On fit descendre Jeanne de la charrette, on la plaça dans le fauteuil. La vieille folle semblait anéantie ; elle pleurait, la tête penchée sur sa poitrine. Mlle de La Verdière s’empressa de lui faire avaler quelques cuillerées de bouillon. — Marie, ma chère nièce, disait-elle en cherchant celle-ci du regard, venez donc m’aider à faire manger Jeanne. — Marie, surmontant à grand’peine l’effroi que lui inspirait la vieille folle, prit à son tour la cuiller, et Mlle de La Verdière s’assit auprès de la pauvre femme en lui tenant les mains.
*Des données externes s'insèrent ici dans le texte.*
/// Servo angle the vent rests at on startup and shutdown
pub const NEUTRAL_ANGLE_DEG: u8 = 90;
/// Vent moves smaller than this are skipped
pub const MIN_VENT_DELTA_DEG: u8 = 5;
const VENT_STEP_DEG: i16 = 2;
const VENT_STEP_DELAY: Duration = Duration::from_millis(20);
const VENT_SETTLE: Duration = Duration::from_millis(50);
const VENT_STARTUP_SETTLE: Duration = Duration::from_millis(500);

#[derive(Error, Debug)]
pub enum ActuatorError {
    #[error("PWM output error: {0}")]
    Pwm(String),

    #[error("manual control is disabled while auto mode is on")]
    AutoModeActive,

    #[error("vent servo is unavailable")]
    VentUnavailable,
}

/// A PWM output; duty cycle in percent (0-100).
pub trait PwmChannel {
    fn set_duty_cycle(&mut self, percent: f64) -> Result<(), ActuatorError>;
}

impl<T: PwmChannel + ?Sized> PwmChannel for Box<T> {
    fn set_duty_cycle(&mut self, percent: f64) -> Result<(), ActuatorError> {
        (**self).set_duty_cycle(percent)
    }
}

/// PWM output that only logs, for running without actuators attached.
#[derive(Debug)]
pub struct SimulatedPwm {
    name: &'static str,
    duty: f64,
}

impl SimulatedPwm {
    pub fn new(name: &'static str) -> Self {
        SimulatedPwm { name, duty: 0.0 }
    }

    pub fn duty(&self) -> f64 {
        self.duty
    }
}

impl PwmChannel for SimulatedPwm {
    fn set_duty_cycle(&mut self, percent: f64) -> Result<(), ActuatorError> {
        self.duty = percent;
        debug!(output = self.name, duty = percent, "simulated PWM");
        Ok(())
    }
}

/// Fan speed for `temperature`, or `None` to keep the current speed.
pub fn fan_speed_for(temperature: f32, thresholds: &ThresholdConfig) -> Option<u8> {
    if temperature > thresholds.temp_max {
        let range = thresholds.temp_max - thresholds.temp_min;
        if range > 0.0 {
            let percent = (temperature - thresholds.temp_min) / range * 100.0;
            Some(percent.clamp(0.0, 100.0) as u8)
        } else {
            Some(100)
        }
    } else if temperature < thresholds.temp_min {
        Some(0)
    } else {
        None
    }
}

/// Vent angle for the given light level.
pub fn vent_angle_for(lux: f32, thresholds: &ThresholdConfig) -> u8 {
    if lux > thresholds.light_max {
        0
    } else if lux < thresholds.light_min {
        180
    } else {
        let range = thresholds.light_max - thresholds.light_min;
        if range > 0.0 {
            let fraction = (lux - thresholds.light_min) / range;
            (180.0 * (1.0 - fraction)) as u8
        } else {
            NEUTRAL_ANGLE_DEG
        }
    }
}

/// Servo duty cycle at 50 Hz: 1 ms pulse at 0°, 2 ms at 180°.
pub fn servo_duty_cycle(angle: u8) -> f64 {
    let pulse_ms = 1.0 + f64::from(angle.min(180)) / 180.0;
    pulse_ms / 20.0 * 100.0
}

/// Actuator state as shown on the dashboard and in telemetry.
#[derive(Clone, Debug, PartialEq, Serialize, Deserialize)]
pub struct DeviceStatus {
    pub fan_on: bool,
    /// Percent (0-100)
    pub fan_speed: u8,
    pub vent_available: bool,
    /// Degrees (0 closed, 180 open)
    pub vent_angle: u8,
    pub auto_mode: bool,
}

impl DeviceStatus {
    /// Status right after startup: fan stopped, vent at neutral.
    pub fn parked(vent_available: bool, auto_mode: bool) -> Self {
        DeviceStatus {
            fan_on: false,
            fan_speed: 0,
            vent_available,
            vent_angle: NEUTRAL_ANGLE_DEG,
            auto_mode,
        }
    }

    /// Vent opening in percent.
    pub fn vent_position_pct(&self) -> u8 {
        (f32::from(self.vent_angle) / 1.8).round() as u8
    }
}

/// Owns the fan and vent outputs and applies the control policy.
pub struct Controller<F, V, C> {
    fan: F,
    vent: Option<V>,
    clock: C,
    thresholds: ThresholdConfig,
    vent_update: Duration,
    step_delay: Duration,
    status: DeviceStatus,
    last_vent_move: Option<Duration>,
}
— Jeanne, ma bonne Jeanne, lui demanda-t-elle, comment vous trouvez-vous ? — Parlant ainsi, elle contemplait avec une pitié profonde cette femme à demi morte, privée de raison, épuisée de fatigué et de misère, et qui mangeait encore avec une certaine avidité, comme l’animal que soutient jusqu’au bout l’instinct de la conservation.

— On m’a volé mon trésor, répondit Jeanne à demi-voix ; si c’est vous qui me l’avez pris, rendez-le-moi !… Il n’y a donc pas de bleus par-ici, puisqu’on y trouve encore à manger ?…

— Jeanne, reprit Mlle de La Verdière, regardez donc ce portrait là-haut : reconnaissez-vous cette dame-là ?

— Je ne vois rien, reprit la vieille ; laissez-moi donc dormir un peu, et puis après je me remettrai en route… J’ai peur quand je ne suis point dans les bois…

— Vous étiez au combat de Dol, ma bonne Jeanne ?

— Oui, j’y étais,… et bien d’autres, qui n’en sont pas revenus…

— Et la petite… vous savez bien ?…

— La petite… Ah ! mon Dieu, j’ai perdu mon trésor ! Pauvre petite !… Et quand la paix viendra, je ne serai plus de ce monde pour te dire mon secret… File, ma chérie, file derrière tes ouailles !… Les bleus, les bleus ! laissez-moi partir.

— Jeanne, continua Mlle de La Verdière, elle ne file plus, la petite, elle ne mène plus les ouailles !… Les louis d’or, les parchemins, tout est trouvé, entendez-vous ?…

— Ah ! on voudrait me faire parler, mais je ne le veux pas ! Laissez-moi tranquille ! dit la vieille en prenant son bâton de houx. Pourquoi m’a-t-on amenée ici ?…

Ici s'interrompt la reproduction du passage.